Identify and copy all lines of the material where the string "Invalid" is found.

» Records for this task:
········
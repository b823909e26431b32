use chrono::Utc;
use sqlx::SqlitePool;
use uuid::Uuid;

use crate::models::Attachment;

const SELECT_ATTACHMENT: &str = "SELECT a.id, a.ticket_id, a.name, a.url, a.size, a.mime_type,
            a.uploaded_by, a.created_at, u.name AS uploader_name
     FROM attachments a
     LEFT JOIN users u ON a.uploaded_by = u.id";

pub struct NewAttachment<'a> {
    pub name: &'a str,
    pub url: &'a str,
    pub size: i64,
    pub mime_type: &'a str,
}

pub async fn create(
    pool: &SqlitePool,
    ticket_id: Uuid,
    uploaded_by: Uuid,
    attachment: &NewAttachment<'_>,
) -> Result<Attachment, sqlx::Error> {
    let id = Uuid::now_v7();
    sqlx::query(
        "INSERT INTO attachments (id, name, url, size, mime_type, uploaded_by, ticket_id, created_at)
         VALUES ($1, $2, $3, $4, $5, $6, $7, $8)",
    )
    .bind(id)
    .bind(attachment.name)
    .bind(attachment.url)
    .bind(attachment.size)
    .bind(attachment.mime_type)
    .bind(uploaded_by)
    .bind(ticket_id)
    .bind(Utc::now())
    .execute(pool)
    .await?;

    sqlx::query_as::<_, Attachment>(&format!("{SELECT_ATTACHMENT} WHERE a.id = $1"))
        .bind(id)
        .fetch_one(pool)
        .await
}

/// Oldest first.
pub async fn list_for_ticket(
    pool: &SqlitePool,
    ticket_id: Uuid,
) -> Result<Vec<Attachment>, sqlx::Error> {
    sqlx::query_as::<_, Attachment>(&format!(
        "{SELECT_ATTACHMENT} WHERE a.ticket_id = $1 ORDER BY a.created_at ASC, a.rowid ASC"
    ))
    .bind(ticket_id)
    .fetch_all(pool)
    .await
}

pub async fn find(pool: &SqlitePool, id: Uuid) -> Result<Option<Attachment>, sqlx::Error> {
    sqlx::query_as::<_, Attachment>(&format!("{SELECT_ATTACHMENT} WHERE a.id = $1"))
        .bind(id)
        .fetch_optional(pool)
        .await
}

pub async fn delete(pool: &SqlitePool, id: Uuid) -> Result<(), sqlx::Error> {
    sqlx::query("DELETE FROM attachments WHERE id = $1")
        .bind(id)
        .execute(pool)
        .await?;
    Ok(())
}
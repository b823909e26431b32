use axum::extract::State;
use axum::http::StatusCode;
use axum::Json;
use serde::Deserialize;
use uuid::Uuid;

use crate::auth::extractor::AuthUser;
use crate::auth::password;
use crate::db;
use crate::db::users::{NewUser, UserChanges};
use crate::error::AppError;
use crate::models::{Role, User};
use crate::routes::{ApiJson, ApiPath};
use crate::state::SharedState;

#[derive(Deserialize, Default)]
#[serde(default)]
pub struct CreateUser {
    pub name: String,
    pub email: String,
    pub password: String,
    pub role: Option<Role>,
    pub department: Option<String>,
}

#[derive(Deserialize, Default)]
#[serde(default, rename_all = "camelCase")]
pub struct UpdateUser {
    pub name: Option<String>,
    pub email: Option<String>,
    pub role: Option<Role>,
    pub department: Option<String>,
    pub is_active: Option<bool>,
    pub phone: Option<String>,
    pub location: Option<String>,
    pub bio: Option<String>,
    pub avatar: Option<String>,
}

pub async fn list(
    _auth: AuthUser,
    State(state): State<SharedState>,
) -> Result<Json<Vec<User>>, AppError> {
    let users = db::users::list_all(&state.pool).await?;
    Ok(Json(users))
}

pub async fn get(
    _auth: AuthUser,
    State(state): State<SharedState>,
    ApiPath(id): ApiPath<Uuid>,
) -> Result<Json<User>, AppError> {
    let user = db::users::find_by_id(&state.pool, id)
        .await?
        .ok_or_else(|| AppError::NotFound("User not found".to_string()))?;
    Ok(Json(user))
}

pub async fn create(
    auth: AuthUser,
    State(state): State<SharedState>,
    ApiJson(req): ApiJson<CreateUser>,
) -> Result<(StatusCode, Json<User>), AppError> {
    auth.require_admin()?;

    let role = match req.role {
        Some(role) if !req.name.trim().is_empty() && !req.email.trim().is_empty() && !req.password.is_empty() => role,
        _ => {
            return Err(AppError::BadRequest(
                "Name, email, password, and role are required".to_string(),
            ));
        }
    };

    if req.password.len() < password::MIN_LENGTH {
        return Err(AppError::BadRequest(format!(
            "Password must be at least {} characters",
            password::MIN_LENGTH
        )));
    }

    let pw_hash = password::hash(&req.password).map_err(AppError::Internal)?;

    let user = db::users::create(
        &state.pool,
        &NewUser {
            name: req.name.trim(),
            email: req.email.trim(),
            password_hash: &pw_hash,
            role,
            department: Some(req.department.as_deref().unwrap_or("Unassigned")),
        },
    )
    .await
    .map_err(|e| AppError::from_write(e, "User already exists", "Invalid user reference"))?;

    tracing::info!(
        actor = %auth.user_id,
        user_id = %user.id,
        role = %user.role,
        "User created"
    );

    Ok((StatusCode::CREATED, Json(user)))
}

pub async fn update(
    auth: AuthUser,
    State(state): State<SharedState>,
    ApiPath(id): ApiPath<Uuid>,
    ApiJson(req): ApiJson<UpdateUser>,
) -> Result<Json<User>, AppError> {
    if auth.user_id != id && !auth.is_admin() {
        return Err(AppError::Forbidden("Insufficient permissions".to_string()));
    }

    if !auth.is_admin() && (req.role.is_some() || req.is_active == Some(false)) {
        return Err(AppError::Forbidden(
            "Insufficient permissions to change role or status".to_string(),
        ));
    }

    if req.name.as_deref().is_some_and(|n| n.trim().is_empty())
        || req.email.as_deref().is_some_and(|e| e.trim().is_empty())
    {
        return Err(AppError::BadRequest(
            "Name and email cannot be empty".to_string(),
        ));
    }

    let changes = UserChanges {
        name: req.name.map(|n| n.trim().to_string()),
        email: req.email.map(|e| e.trim().to_string()),
        role: req.role,
        department: req.department,
        is_active: req.is_active,
        phone: req.phone,
        location: req.location,
        bio: req.bio,
        avatar: req.avatar,
    };

    let user = db::users::update(&state.pool, id, &changes)
        .await
        .map_err(|e| AppError::from_write(e, "Email already in use", "Invalid user reference"))?
        .ok_or_else(|| AppError::NotFound("User not found".to_string()))?;

    if changes.is_active == Some(false) {
        // Deactivated accounts keep no live sessions.
        db::refresh_tokens::delete_all_for_user(&state.pool, user.id).await?;
        tracing::info!(actor = %auth.user_id, user_id = %user.id, "User deactivated");
    }

    Ok(Json(user))
}

pub async fn delete(
    auth: AuthUser,
    State(state): State<SharedState>,
    ApiPath(id): ApiPath<Uuid>,
) -> Result<Json<serde_json::Value>, AppError> {
    auth.require_admin()?;

    if db::users::find_by_id(&state.pool, id).await?.is_none() {
        return Err(AppError::NotFound("User not found".to_string()));
    }

    if auth.user_id == id {
        return Err(AppError::BadRequest(
            "Cannot delete your own account".to_string(),
        ));
    }

    db::users::delete(&state.pool, id).await.map_err(|e| match e {
        sqlx::Error::Database(ref db_err) if db_err.is_foreign_key_violation() => {
            AppError::Conflict(
                "User still owns tickets, comments or history and cannot be deleted".to_string(),
            )
        }
        _ => AppError::Database(e),
    })?;

    tracing::info!(actor = %auth.user_id, user_id = %id, "User deleted");

    Ok(Json(serde_json::json!({ "message": "User deleted successfully" })))
}
use chrono::Utc;
use sqlx::SqlitePool;
use uuid::Uuid;

use crate::models::{Role, User};

pub struct NewUser<'a> {
    pub name: &'a str,
    pub email: &'a str,
    pub password_hash: &'a str,
    pub role: Role,
    pub department: Option<&'a str>,
}

/// Fields left as `None` keep their stored value.
#[derive(Debug, Default)]
pub struct UserChanges {
    pub name: Option<String>,
    pub email: Option<String>,
    pub role: Option<Role>,
    pub department: Option<String>,
    pub is_active: Option<bool>,
    pub phone: Option<String>,
    pub location: Option<String>,
    pub bio: Option<String>,
    pub avatar: Option<String>,
}

pub async fn create<'e, E: sqlx::SqliteExecutor<'e>>(
    executor: E,
    user: &NewUser<'_>,
) -> Result<User, sqlx::Error> {
    let now = Utc::now();
    sqlx::query_as::<_, User>(
        "INSERT INTO users (id, name, email, password_hash, role, department, is_active, created_at, updated_at)
         VALUES ($1, $2, $3, $4, $5, $6, 1, $7, $7) RETURNING *",
    )
    .bind(Uuid::now_v7())
    .bind(user.name)
    .bind(user.email)
    .bind(user.password_hash)
    .bind(user.role)
    .bind(user.department)
    .bind(now)
    .fetch_one(executor)
    .await
}

pub async fn find_by_email(pool: &SqlitePool, email: &str) -> Result<Option<User>, sqlx::Error> {
    sqlx::query_as::<_, User>("SELECT * FROM users WHERE email = $1")
        .bind(email)
        .fetch_optional(pool)
        .await
}

pub async fn find_by_id<'e, E: sqlx::SqliteExecutor<'e>>(
    executor: E,
    id: Uuid,
) -> Result<Option<User>, sqlx::Error> {
    sqlx::query_as::<_, User>("SELECT * FROM users WHERE id = $1")
        .bind(id)
        .fetch_optional(executor)
        .await
}

pub async fn find_active_by_id<'e, E: sqlx::SqliteExecutor<'e>>(
    executor: E,
    id: Uuid,
) -> Result<Option<User>, sqlx::Error> {
    sqlx::query_as::<_, User>("SELECT * FROM users WHERE id = $1 AND is_active = 1")
        .bind(id)
        .fetch_optional(executor)
        .await
}

pub async fn list_all(pool: &SqlitePool) -> Result<Vec<User>, sqlx::Error> {
    sqlx::query_as::<_, User>("SELECT * FROM users ORDER BY created_at DESC, rowid DESC")
        .fetch_all(pool)
        .await
}

pub async fn update(
    pool: &SqlitePool,
    id: Uuid,
    changes: &UserChanges,
) -> Result<Option<User>, sqlx::Error> {
    sqlx::query_as::<_, User>(
        "UPDATE users SET
            name = COALESCE($2, name),
            email = COALESCE($3, email),
            role = COALESCE($4, role),
            department = COALESCE($5, department),
            is_active = COALESCE($6, is_active),
            phone = COALESCE($7, phone),
            location = COALESCE($8, location),
            bio = COALESCE($9, bio),
            avatar = COALESCE($10, avatar),
            updated_at = $11
         WHERE id = $1 RETURNING *",
    )
    .bind(id)
    .bind(&changes.name)
    .bind(&changes.email)
    .bind(changes.role)
    .bind(&changes.department)
    .bind(changes.is_active)
    .bind(&changes.phone)
    .bind(&changes.location)
    .bind(&changes.bio)
    .bind(&changes.avatar)
    .bind(Utc::now())
    .fetch_optional(pool)
    .await
}

pub async fn delete(pool: &SqlitePool, id: Uuid) -> Result<bool, sqlx::Error> {
    let result = sqlx::query("DELETE FROM users WHERE id = $1")
        .bind(id)
        .execute(pool)
        .await?;
    Ok(result.rows_affected() > 0)
}
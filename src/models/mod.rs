pub mod attachment;
pub mod comment;
pub mod department;
pub mod history;
pub mod project;
pub mod refresh_token;
pub mod ticket;
pub mod user;
pub mod workflow;

pub use attachment::Attachment;
pub use comment::Comment;
pub use department::Department;
pub use history::{HistoryEntry, TicketHistory};
pub use project::{Project, ProjectStatus};
pub use refresh_token::RefreshToken;
pub use ticket::{
    Assignee, Priority, Ticket, TicketDetail, TicketRow, TicketStatus, TicketType,
};
pub use user::{Role, User};
pub use workflow::{WorkflowRule, WorkflowTrigger};
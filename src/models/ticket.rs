use chrono::{DateTime, Utc};
use rand::Rng;
use serde::{Deserialize, Serialize};
use uuid::Uuid;

use crate::models::{Attachment, Comment};

#[derive(Debug, Clone, Copy, PartialEq, Eq, Serialize, Deserialize, sqlx::Type)]
#[serde(rename_all = "snake_case")]
#[sqlx(rename_all = "snake_case")]
pub enum TicketStatus {
    Open,
    InProgress,
    Resolved,
    Closed,
}

impl TicketStatus {
    pub const ALL: [TicketStatus; 4] = [
        TicketStatus::Open,
        TicketStatus::InProgress,
        TicketStatus::Resolved,
        TicketStatus::Closed,
    ];

    pub fn as_str(&self) -> &'static str {
        match self {
            TicketStatus::Open => "open",
            TicketStatus::InProgress => "in_progress",
            TicketStatus::Resolved => "resolved",
            TicketStatus::Closed => "closed",
        }
    }
}

#[derive(Debug, Clone, Copy, PartialEq, Eq, Default, Serialize, Deserialize, sqlx::Type)]
#[serde(rename_all = "snake_case")]
#[sqlx(rename_all = "snake_case")]
pub enum Priority {
    Low,
    #[default]
    Medium,
    High,
    Critical,
}

impl Priority {
    pub fn as_str(&self) -> &'static str {
        match self {
            Priority::Low => "low",
            Priority::Medium => "medium",
            Priority::High => "high",
            Priority::Critical => "critical",
        }
    }
}

#[derive(Debug, Clone, Copy, PartialEq, Eq, Default, Serialize, Deserialize, sqlx::Type)]
#[serde(rename_all = "snake_case")]
#[sqlx(rename_all = "snake_case")]
pub enum TicketType {
    Bug,
    Feature,
    #[default]
    Task,
    Story,
}

#[derive(Debug, Clone, PartialEq, sqlx::FromRow, Serialize, Deserialize)]
pub struct Assignee {
    pub id: Uuid,
    pub name: String,
}

/// A `tickets` row joined with its reporter's name and e-mail.
#[derive(Debug, Clone, sqlx::FromRow)]
pub struct TicketRow {
    pub id: Uuid,
    pub key: String,
    pub title: String,
    pub description: Option<String>,
    #[sqlx(rename = "type")]
    pub ticket_type: TicketType,
    pub priority: Priority,
    pub status: TicketStatus,
    pub reporter_id: Uuid,
    pub reporter_name: Option<String>,
    pub reporter_email: Option<String>,
    pub department: Option<String>,
    pub epic_id: Option<Uuid>,
    pub due_date: Option<DateTime<Utc>>,
    pub created_at: DateTime<Utc>,
    pub updated_at: DateTime<Utc>,
}

impl TicketRow {
    pub fn into_ticket(self, assignees: Vec<Assignee>) -> Ticket {
        Ticket {
            id: self.id,
            key: self.key,
            title: self.title,
            description: self.description,
            ticket_type: self.ticket_type,
            priority: self.priority,
            status: self.status,
            department: self.department,
            epic_id: self.epic_id,
            due_date: self.due_date,
            reporter_id: self.reporter_id,
            reporter_name: self.reporter_name,
            reporter_email: self.reporter_email,
            assignee_ids: assignees.iter().map(|a| a.id).collect(),
            assignee_names: assignees.into_iter().map(|a| a.name).collect(),
            created_at: self.created_at,
            updated_at: self.updated_at,
        }
    }
}

#[derive(Debug, Clone, Serialize, Deserialize)]
#[serde(rename_all = "camelCase")]
pub struct Ticket {
    pub id: Uuid,
    pub key: String,
    pub title: String,
    pub description: Option<String>,
    #[serde(rename = "type")]
    pub ticket_type: TicketType,
    pub priority: Priority,
    pub status: TicketStatus,
    pub department: Option<String>,
    pub epic_id: Option<Uuid>,
    pub due_date: Option<DateTime<Utc>>,
    pub reporter_id: Uuid,
    pub reporter_name: Option<String>,
    pub reporter_email: Option<String>,
    pub assignee_ids: Vec<Uuid>,
    pub assignee_names: Vec<String>,
    pub created_at: DateTime<Utc>,
    pub updated_at: DateTime<Utc>,
}

#[derive(Debug, Clone, Serialize, Deserialize)]
pub struct TicketDetail {
    #[serde(flatten)]
    pub ticket: Ticket,
    pub comments: Vec<Comment>,
    pub attachments: Vec<Attachment>,
}

const KEY_ALPHABET: &[u8] = b"0123456789ABCDEFGHIJKLMNOPQRSTUVWXYZ";

/// Human-readable ticket key: `TICK-<base36 millis>-<5 random base36 chars>`.
pub fn generate_key(now: DateTime<Utc>) -> String {
    let mut rng = rand::rng();
    let suffix: String = (0..5)
        .map(|_| KEY_ALPHABET[rng.random_range(0..KEY_ALPHABET.len())] as char)
        .collect();
    format!("TICK-{}-{suffix}", base36(now.timestamp_millis().max(0) as u64))
}

fn base36(mut n: u64) -> String {
    if n == 0 {
        return "0".to_string();
    }
    let mut digits = Vec::new();
    while n > 0 {
        digits.push(KEY_ALPHABET[(n % 36) as usize]);
        n /= 36;
    }
    digits.reverse();
    String::from_utf8_lossy(&digits).into_owned()
}
use chrono::{Duration, Utc};
use jsonwebtoken::{decode, encode, DecodingKey, EncodingKey, Header, Validation};
use serde::de::DeserializeOwned;
use serde::{Deserialize, Serialize};
use uuid::Uuid;

use crate::models::Role;

/// Short-lived bearer token carried on every API call.
#[derive(Debug, Serialize, Deserialize, Clone)]
pub struct AccessClaims {
    pub sub: Uuid,
    pub email: String,
    pub role: Role,
    pub iat: i64,
    pub exp: i64,
}

impl AccessClaims {
    pub fn new(user_id: Uuid, email: String, role: Role, ttl: Duration) -> Self {
        let now = Utc::now();
        Self {
            sub: user_id,
            email,
            role,
            iat: now.timestamp(),
            exp: (now + ttl).timestamp(),
        }
    }
}

/// Long-lived token exchanged for a new pair. `jti` keeps every issued token
/// distinct even when two are minted within the same second.
#[derive(Debug, Serialize, Deserialize, Clone)]
pub struct RefreshClaims {
    pub sub: Uuid,
    pub jti: Uuid,
    pub iat: i64,
    pub exp: i64,
}

impl RefreshClaims {
    pub fn new(user_id: Uuid, ttl: Duration) -> Self {
        let now = Utc::now();
        Self {
            sub: user_id,
            jti: Uuid::now_v7(),
            iat: now.timestamp(),
            exp: (now + ttl).timestamp(),
        }
    }
}

pub fn encode_token<T: Serialize>(claims: &T, secret: &str) -> Result<String, String> {
    encode(
        &Header::default(),
        claims,
        &EncodingKey::from_secret(secret.as_bytes()),
    )
    .map_err(|e| format!("JWT encode failed: {e}"))
}

pub fn decode_token<T: DeserializeOwned>(token: &str, secret: &str) -> Result<T, String> {
    decode::<T>(
        token,
        &DecodingKey::from_secret(secret.as_bytes()),
        &Validation::default(),
    )
    .map(|data| data.claims)
    .map_err(|e| format!("JWT decode failed: {e}"))
}
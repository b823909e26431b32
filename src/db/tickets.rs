use std::collections::HashMap;

use chrono::{DateTime, Utc};
use sqlx::{QueryBuilder, Sqlite, SqliteConnection, SqlitePool};
use uuid::Uuid;

use crate::models::ticket::generate_key;
use crate::models::{Assignee, Priority, Ticket, TicketRow, TicketStatus, TicketType};

const SELECT_TICKET: &str = "SELECT t.*, u.name AS reporter_name, u.email AS reporter_email
     FROM tickets t
     LEFT JOIN users u ON t.reporter_id = u.id";

/// How many fresh keys to draw before giving up on a unique-key collision.
const KEY_ATTEMPTS: u32 = 5;

#[derive(Debug, Default)]
pub struct TicketFilter {
    pub status: Option<TicketStatus>,
    pub priority: Option<Priority>,
    pub assignee_id: Option<Uuid>,
}

pub struct NewTicket<'a> {
    pub title: &'a str,
    pub description: Option<&'a str>,
    pub ticket_type: TicketType,
    pub priority: Priority,
    pub department: Option<&'a str>,
    pub epic_id: Option<Uuid>,
    pub due_date: Option<DateTime<Utc>>,
    pub reporter_id: Uuid,
}

/// Fields left as `None` keep their stored value.
#[derive(Debug, Default)]
pub struct TicketChanges {
    pub title: Option<String>,
    pub description: Option<String>,
    pub ticket_type: Option<TicketType>,
    pub status: Option<TicketStatus>,
    pub priority: Option<Priority>,
    pub department: Option<String>,
    pub epic_id: Option<Uuid>,
    pub due_date: Option<DateTime<Utc>>,
}

pub async fn list(pool: &SqlitePool, filter: &TicketFilter) -> Result<Vec<Ticket>, sqlx::Error> {
    let mut qb = QueryBuilder::<Sqlite>::new(SELECT_TICKET);
    qb.push(" WHERE 1 = 1");

    if let Some(status) = filter.status {
        qb.push(" AND t.status = ").push_bind(status);
    }
    if let Some(priority) = filter.priority {
        qb.push(" AND t.priority = ").push_bind(priority);
    }
    if let Some(assignee_id) = filter.assignee_id {
        qb.push(
            " AND EXISTS (SELECT 1 FROM ticket_assignees ta WHERE ta.ticket_id = t.id AND ta.user_id = ",
        )
        .push_bind(assignee_id)
        .push(")");
    }

    qb.push(" ORDER BY t.created_at DESC, t.rowid DESC");

    let rows = qb.build_query_as::<TicketRow>().fetch_all(pool).await?;
    with_assignees(pool, rows).await
}

/// Tickets the user reported or is assigned to.
pub async fn list_for_user(pool: &SqlitePool, user_id: Uuid) -> Result<Vec<Ticket>, sqlx::Error> {
    let rows = sqlx::query_as::<_, TicketRow>(&format!(
        "{SELECT_TICKET}
         WHERE t.reporter_id = $1
            OR EXISTS (SELECT 1 FROM ticket_assignees ta WHERE ta.ticket_id = t.id AND ta.user_id = $1)
         ORDER BY t.created_at DESC, t.rowid DESC"
    ))
    .bind(user_id)
    .fetch_all(pool)
    .await?;

    with_assignees(pool, rows).await
}

pub async fn find_row<'e, E: sqlx::SqliteExecutor<'e>>(
    executor: E,
    id: Uuid,
) -> Result<Option<TicketRow>, sqlx::Error> {
    sqlx::query_as::<_, TicketRow>(&format!("{SELECT_TICKET} WHERE t.id = $1"))
        .bind(id)
        .fetch_optional(executor)
        .await
}

pub async fn find(pool: &SqlitePool, id: Uuid) -> Result<Option<Ticket>, sqlx::Error> {
    match find_row(pool, id).await? {
        Some(row) => Ok(with_assignees(pool, vec![row]).await?.pop()),
        None => Ok(None),
    }
}

pub async fn find_by_key(pool: &SqlitePool, key: &str) -> Result<Option<Ticket>, sqlx::Error> {
    let row = sqlx::query_as::<_, TicketRow>(&format!("{SELECT_TICKET} WHERE t.key = $1"))
        .bind(key)
        .fetch_optional(pool)
        .await?;

    match row {
        Some(row) => Ok(with_assignees(pool, vec![row]).await?.pop()),
        None => Ok(None),
    }
}

pub async fn exists(pool: &SqlitePool, id: Uuid) -> Result<bool, sqlx::Error> {
    let row: Option<(i64,)> = sqlx::query_as("SELECT 1 FROM tickets WHERE id = $1")
        .bind(id)
        .fetch_optional(pool)
        .await?;
    Ok(row.is_some())
}

/// Insert a ticket with status `open`, returning its id and key. A key
/// collision draws a new key rather than failing the request.
pub async fn insert(
    conn: &mut SqliteConnection,
    ticket: &NewTicket<'_>,
) -> Result<(Uuid, String), sqlx::Error> {
    let id = Uuid::now_v7();
    let now = Utc::now();
    let mut attempt = 1;

    loop {
        let key = generate_key(now);
        let result = sqlx::query(
            "INSERT INTO tickets (id, key, title, description, type, priority, status, reporter_id,
                                  department, epic_id, due_date, created_at, updated_at)
             VALUES ($1, $2, $3, $4, $5, $6, 'open', $7, $8, $9, $10, $11, $11)",
        )
        .bind(id)
        .bind(&key)
        .bind(ticket.title)
        .bind(ticket.description)
        .bind(ticket.ticket_type)
        .bind(ticket.priority)
        .bind(ticket.reporter_id)
        .bind(ticket.department)
        .bind(ticket.epic_id)
        .bind(ticket.due_date)
        .bind(now)
        .execute(&mut *conn)
        .await;

        match result {
            Ok(_) => return Ok((id, key)),
            Err(sqlx::Error::Database(ref db_err))
                if db_err.is_unique_violation() && attempt < KEY_ATTEMPTS =>
            {
                tracing::warn!("Ticket key collision on {key}, retrying");
                attempt += 1;
            }
            Err(e) => return Err(e),
        }
    }
}

pub async fn update_fields(
    conn: &mut SqliteConnection,
    id: Uuid,
    changes: &TicketChanges,
) -> Result<(), sqlx::Error> {
    sqlx::query(
        "UPDATE tickets SET
            title = COALESCE($2, title),
            description = COALESCE($3, description),
            type = COALESCE($4, type),
            status = COALESCE($5, status),
            priority = COALESCE($6, priority),
            department = COALESCE($7, department),
            epic_id = COALESCE($8, epic_id),
            due_date = COALESCE($9, due_date),
            updated_at = $10
         WHERE id = $1",
    )
    .bind(id)
    .bind(&changes.title)
    .bind(&changes.description)
    .bind(changes.ticket_type)
    .bind(changes.status)
    .bind(changes.priority)
    .bind(&changes.department)
    .bind(changes.epic_id)
    .bind(changes.due_date)
    .bind(Utc::now())
    .execute(&mut *conn)
    .await?;
    Ok(())
}

/// Replaces the whole assignee set: delete everything, then insert the new ids.
pub async fn replace_assignees(
    conn: &mut SqliteConnection,
    ticket_id: Uuid,
    user_ids: &[Uuid],
) -> Result<(), sqlx::Error> {
    sqlx::query("DELETE FROM ticket_assignees WHERE ticket_id = $1")
        .bind(ticket_id)
        .execute(&mut *conn)
        .await?;

    for user_id in user_ids {
        sqlx::query("INSERT OR IGNORE INTO ticket_assignees (ticket_id, user_id) VALUES ($1, $2)")
            .bind(ticket_id)
            .bind(user_id)
            .execute(&mut *conn)
            .await?;
    }
    Ok(())
}

async fn assignees_for<'e, E: sqlx::SqliteExecutor<'e>>(
    executor: E,
    ticket_ids: &[Uuid],
) -> Result<HashMap<Uuid, Vec<Assignee>>, sqlx::Error> {
    let mut by_ticket: HashMap<Uuid, Vec<Assignee>> = HashMap::new();
    if ticket_ids.is_empty() {
        return Ok(by_ticket);
    }

    let mut qb = QueryBuilder::<Sqlite>::new(
        "SELECT ta.ticket_id, u.id, u.name
         FROM ticket_assignees ta
         JOIN users u ON ta.user_id = u.id
         WHERE ta.ticket_id IN (",
    );
    let mut ids = qb.separated(", ");
    for id in ticket_ids {
        ids.push_bind(*id);
    }
    ids.push_unseparated(") ORDER BY u.name");

    let rows: Vec<(Uuid, Uuid, String)> = qb.build_query_as().fetch_all(executor).await?;
    for (ticket_id, id, name) in rows {
        by_ticket
            .entry(ticket_id)
            .or_default()
            .push(Assignee { id, name });
    }
    Ok(by_ticket)
}

async fn with_assignees(
    pool: &SqlitePool,
    rows: Vec<TicketRow>,
) -> Result<Vec<Ticket>, sqlx::Error> {
    let ids: Vec<Uuid> = rows.iter().map(|r| r.id).collect();
    let mut assignees = assignees_for(pool, &ids).await?;

    Ok(rows
        .into_iter()
        .map(|row| {
            let list = assignees.remove(&row.id).unwrap_or_default();
            row.into_ticket(list)
        })
        .collect())
}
········
» Task result:
    .map_err(|e| AppError::from_write(e, "User already exists", "Invalid user reference"))?;
        .map_err(|e| AppError::from_write(e, "Email already in use", "Invalid user reference"))?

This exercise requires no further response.